The idea was 6 hours montage for it, but we actually worked from 9 in the
morning till 2 o'clock the next morning (with two breaks). After that we had
two days for one hour symphony.
I also produced one Symphony myself. It was
all about love - the central theme for most songs. Every symphony opened with an original composition by a Dutch synthesizer
artist always using the Walhalla theme. I composed my own and used three sequences. The first two sequences I
made at home on my Wersi organ (!) and later added some elements on the ARP 2600.
For a third sequence I used the rhythm track of my arrangement of the opening
theme of a German SF TV-series called: "Alpha Alpha" (which is on the
next page). I made a new tune with this 5/4. I also used my own Korg MS-20 in
this piece.
Here is the opening, with Theo Stokkink reading a fragment from a book by Midas Dekkers.

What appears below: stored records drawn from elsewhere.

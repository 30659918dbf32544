use crate::Position;

/// Which non-fatal anomaly a [`Warning`] describes. Mirrors the original
/// loader's `LoadWarning.code` values.
#[derive(Debug, Clone, Copy, PartialEq, Eq)]
pub enum WarningCode {
    UnknownItemId,
    UnknownNodeType,
    UnknownAttribute,
    UnsupportedVersion,
    DuplicateTile,
    DuplicateHouse,
    DuplicateTown,
    DuplicateZone,
}

/// What the loader did in response to the anomaly.
#[derive(Debug, Clone, Copy, PartialEq, Eq)]
pub enum WarningAction {
    Placeholder,
    Skipped,
    Dropped,
    Continued,
}

/// A single non-fatal load anomaly, with enough structure for a host to
/// render a precise diagnostic (coordinate, original raw id) rather than
/// a free-text message alone.
#[derive(Debug, Clone, PartialEq, Eq)]
pub struct Warning {
    pub code: WarningCode,
    pub message: String,
    pub raw_id: Option<u32>,
    pub position: Option<Position>,
    pub action: WarningAction,
}

impl Warning {
    pub fn new(code: WarningCode, message: impl Into<String>, action: WarningAction) -> Self {
        Self {
            code,
            message: message.into(),
            raw_id: None,
            position: None,
            action,
        }
    }

    pub fn with_raw_id(mut self, raw_id: u32) -> Self {
        self.raw_id = Some(raw_id);
        self
    }

    pub fn with_position(mut self, position: Position) -> Self {
        self.position = Some(position);
        self
    }
}

/// Accumulated outcome of a single load: every non-fatal anomaly recorded
/// along the way.
#[derive(Debug, Clone, Default, PartialEq, Eq)]
pub struct LoadReport {
    pub warnings: Vec<Warning>,
}

impl LoadReport {
    pub fn push(&mut self, warning: Warning) {
        self.warnings.push(warning);
    }

    pub fn is_clean(&self) -> bool {
        self.warnings.is_empty()
    }

    pub fn count(&self, code: WarningCode) -> usize {
        self.warnings.iter().filter(|w| w.code == code).count()
    }
}
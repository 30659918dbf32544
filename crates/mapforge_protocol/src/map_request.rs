use mapforge_io::{ByteReader, ByteWriter};

/// A bulk-fetch request over a rectangular region on one floor.
#[derive(Debug, Clone, Copy, PartialEq, Eq)]
pub struct MapRequest {
    pub x_min: i32,
    pub y_min: i32,
    pub x_max: i32,
    pub y_max: i32,
    pub z: u8,
}

impl MapRequest {
    /// Tile count of the requested rectangle, inclusive on both ends.
    /// Used to enforce the 65,536-tile cap (spec.md §4.5.6) before the
    /// map provider is ever invoked.
    pub fn area(&self) -> i64 {
        let width = (self.x_max as i64 - self.x_min as i64 + 1).max(0);
        let height = (self.y_max as i64 - self.y_min as i64 + 1).max(0);
        width * height
    }
}

/// `x_min:i32_le, y_min:i32_le, x_max:i32_le, y_max:i32_le, z:u8`.
pub fn encode_map_request(request: &MapRequest) -> Vec<u8> {
    let mut out = ByteWriter::with_capacity(17);
    out.write_i32_le(request.x_min);
    out.write_i32_le(request.y_min);
    out.write_i32_le(request.x_max);
    out.write_i32_le(request.y_max);
    out.write_u8(request.z);
    out.into_inner()
}

/// A payload shorter than 17 bytes decodes to an all-zero request.
pub fn decode_map_request(payload: &[u8]) -> MapRequest {
    if payload.len() < 17 {
        return MapRequest {
            x_min: 0,
            y_min: 0,
            x_max: 0,
            y_max: 0,
            z: 0,
        };
    }
    let mut r = ByteReader::new(payload);
    MapRequest {
        x_min: r.read_i32_le().unwrap(),
        y_min: r.read_i32_le().unwrap(),
        x_max: r.read_i32_le().unwrap(),
        y_max: r.read_i32_le().unwrap(),
        z: r.read_u8().unwrap(),
    }
}

#[cfg(test)]
mod tests {
    use super::*;

    /// E6 (MAP_REQUEST area cap), spec.md §8.
    #[test]
    fn e6_large_request_area() {
        let request = MapRequest {
            x_min: 0,
            y_min: 0,
            x_max: 1000,
            y_max: 1000,
            z: 7,
        };
        assert_eq!(request.area(), 1_002_001);
        let payload = encode_map_request(&request);
        assert_eq!(decode_map_request(&payload), request);
    }

    #[test]
    fn short_payload_is_zeroed() {
        let request = decode_map_request(&[1, 2, 3]);
        assert_eq!(request.area(), 1);
        assert_eq!(request.x_min, 0);
    }
}
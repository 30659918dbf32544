use thiserror::Error;

/// Fatal errors that abort a load or save in progress. Non-fatal anomalies
/// go through `WarningSink`/`LoadReport` instead (see `config::LoaderConfig`).
#[derive(Debug, Error)]
pub enum CodecError {
    #[error("unexpected end of stream while reading a node")]
    UnexpectedEof,
    #[error("file magic not recognized")]
    BadMagic,
    #[error("unbalanced node: {0}")]
    UnbalancedNode(&'static str),
    #[error("unsupported format version {0}")]
    UnsupportedVersion(u32),
    #[error("unknown item id {server_id} at {position:?}")]
    UnknownItemId {
        server_id: u16,
        position: Option<mapforge_model::Position>,
    },
    #[error("memory guard tripped: {0}")]
    MemoryGuardTrip(&'static str),
}

impl From<mapforge_nbt::NodeError> for CodecError {
    fn from(err: mapforge_nbt::NodeError) -> Self {
        match err {
            mapforge_nbt::NodeError::UnexpectedEof => CodecError::UnexpectedEof,
            mapforge_nbt::NodeError::BadMagic { .. } => CodecError::BadMagic,
            mapforge_nbt::NodeError::UnbalancedNode(what) => CodecError::UnbalancedNode(what),
        }
    }
}

impl From<mapforge_io::StreamError> for CodecError {
    fn from(_: mapforge_io::StreamError) -> Self {
        CodecError::UnexpectedEof
    }
}
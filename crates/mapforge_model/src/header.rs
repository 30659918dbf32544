/// Root-level metadata common to both formats.
#[derive(Debug, Clone, PartialEq, Eq, Default)]
pub struct MapHeader {
    pub format_version: u32,
    pub width: u16,
    pub height: u16,
    pub description: String,
    pub spawnfile: String,
    pub housefile: String,
    pub zonefile: String,
}
//! Wire framing and packet codecs for the live collaborative editing
//! protocol (spec.md §6-7): a length-prefixed frame carrying one of a
//! fixed set of packet types, each with its own flat binary payload.

mod chat;
mod client_list;
mod cursor;
mod frame;
mod login;
mod map_chunk;
mod map_request;
mod packet_type;
mod tile_record;
mod tile_update;

pub use chat::{decode_chat, encode_chat};
pub use client_list::{decode_client_list, encode_client_list, ClientEntry};
pub use cursor::{decode_cursor, encode_cursor};
pub use frame::{encode_frame, FrameHeader, MAX_PAYLOAD_SIZE, PROTOCOL_VERSION};
pub use login::{decode_login, encode_login};
pub use map_chunk::{decode_map_chunk, encode_map_chunk, MapChunk};
pub use map_request::{decode_map_request, encode_map_request, MapRequest};
pub use packet_type::PacketType;
pub use tile_record::{TileRecord, HAS_GROUND, HAS_HOUSE};
pub use tile_update::{decode_tile_update, encode_tile_update, TILE_UPDATE_MAGIC};
use std::collections::HashMap;

use crate::{House, MapHeader, MonsterSpawnArea, NpcSpawnArea, Position, Tile, Town, Zone};

/// Root aggregate: header plus every entity collection. Constructed empty
/// by a codec's `load` and mutated in place while parsing; by convention
/// immutable after a successful load unless an editor session holds it.
#[derive(Debug, Clone, Default, PartialEq, Eq)]
pub struct MapModel {
    header: MapHeader,
    tiles: HashMap<Position, Tile>,
    towns: HashMap<u32, Town>,
    houses: HashMap<u32, House>,
    zones: HashMap<u32, Zone>,
    waypoints: HashMap<String, Position>,
    monster_spawns: Vec<MonsterSpawnArea>,
    npc_spawns: Vec<NpcSpawnArea>,
}

impl MapModel {
    pub fn new() -> Self {
        Self::default()
    }

    pub fn header(&self) -> &MapHeader {
        &self.header
    }

    pub fn set_header(&mut self, header: MapHeader) {
        self.header = header;
    }

    /// Replaces any tile at `tile.position`. Editing is copy-on-write: the
    /// caller constructs the full new `Tile` value and hands it over.
    pub fn put_tile(&mut self, tile: Tile) -> Option<Tile> {
        self.tiles.insert(tile.position, tile)
    }

    pub fn get_tile(&self, x: u16, y: u16, z: u8) -> Option<&Tile> {
        self.tiles.get(&Position::new(x, y, z))
    }

    pub fn remove_tile(&mut self, position: Position) -> Option<Tile> {
        self.tiles.remove(&position)
    }

    pub fn iter_tiles(&self) -> impl Iterator<Item = &Tile> {
        self.tiles.values()
    }

    pub fn tile_count(&self) -> usize {
        self.tiles.len()
    }

    pub fn put_town(&mut self, town: Town) -> Option<Town> {
        self.towns.insert(town.id, town)
    }

    pub fn get_town(&self, id: u32) -> Option<&Town> {
        self.towns.get(&id)
    }

    pub fn iter_towns(&self) -> impl Iterator<Item = &Town> {
        self.towns.values()
    }

    pub fn put_house(&mut self, house: House) -> Option<House> {
        self.houses.insert(house.id, house)
    }

    pub fn get_house(&self, id: u32) -> Option<&House> {
        self.houses.get(&id)
    }

    pub fn iter_houses(&self) -> impl Iterator<Item = &House> {
        self.houses.values()
    }

    pub fn put_zone(&mut self, zone: Zone) -> Option<Zone> {
        self.zones.insert(zone.id, zone)
    }

    pub fn get_zone(&self, id: u32) -> Option<&Zone> {
        self.zones.get(&id)
    }

    pub fn iter_zones(&self) -> impl Iterator<Item = &Zone> {
        self.zones.values()
    }

    pub fn append_monster_spawn(&mut self, area: MonsterSpawnArea) {
        self.monster_spawns.push(area);
    }

    pub fn iter_monster_spawns(&self) -> impl Iterator<Item = &MonsterSpawnArea> {
        self.monster_spawns.iter()
    }

    pub fn append_npc_spawn(&mut self, area: NpcSpawnArea) {
        self.npc_spawns.push(area);
    }

    pub fn iter_npc_spawns(&self) -> impl Iterator<Item = &NpcSpawnArea> {
        self.npc_spawns.iter()
    }

    pub fn set_waypoint(&mut self, name: impl Into<String>, position: Position) {
        self.waypoints.insert(name.into(), position);
    }

    pub fn get_waypoint(&self, name: &str) -> Option<&Position> {
        self.waypoints.get(name)
    }

    pub fn iter_waypoints(&self) -> impl Iterator<Item = (&String, &Position)> {
        self.waypoints.iter()
    }
}

#[cfg(test)]
mod tests {
    use super::*;

    #[test]
    fn put_tile_replaces_existing() {
        let mut map = MapModel::new();
        let pos = Position::new(1, 2, 3);
        map.put_tile(Tile::new(pos));
        let mut replacement = Tile::new(pos);
        replacement.modified = true;
        map.put_tile(replacement);

        assert_eq!(map.tile_count(), 1);
        assert!(map.get_tile(1, 2, 3).unwrap().modified);
    }

    #[test]
    fn keyed_collections_keep_last_insert() {
        let mut map = MapModel::new();
        map.put_town(Town {
            id: 1,
            name: "Old".into(),
            temple_position: Position::new(0, 0, 0),
        });
        map.put_town(Town {
            id: 1,
            name: "New".into(),
            temple_position: Position::new(0, 0, 0),
        });
        assert_eq!(map.get_town(1).unwrap().name, "New");
    }
}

The main tune of the program Walhalla had to be used as well, but I have no
idea which music that is.
In 1983 there were 4 more
symphonies after a break of 14 months. Among them one of the best episodes I
made. It was a journey from Europe to Japan in music, called "Japan Express(ion)".
I think it was Wybo Goslinga (from the Dutch magazine on electronic music:
Sonic Report) who used his own record collection (I am sure it was him,
because I recently found his site!). It was my task to make it
into one "symphony". But we also used a part of my
"muzikollage".
We rented an EMU Emulator 1 and
used it for a few effects, but else only tape-editing was used and some
reverb-echo machines. Computers for audio-editing weren't there yet. We worked
a few days on this program. I am sorry I can not put this entire program online because of
rights, but a few clips can't hurt.
"Walhalla Symfonie" and radio documentaries were not enough to be
promoted from program engineer A to "head" program engineer (senior or chief engineer).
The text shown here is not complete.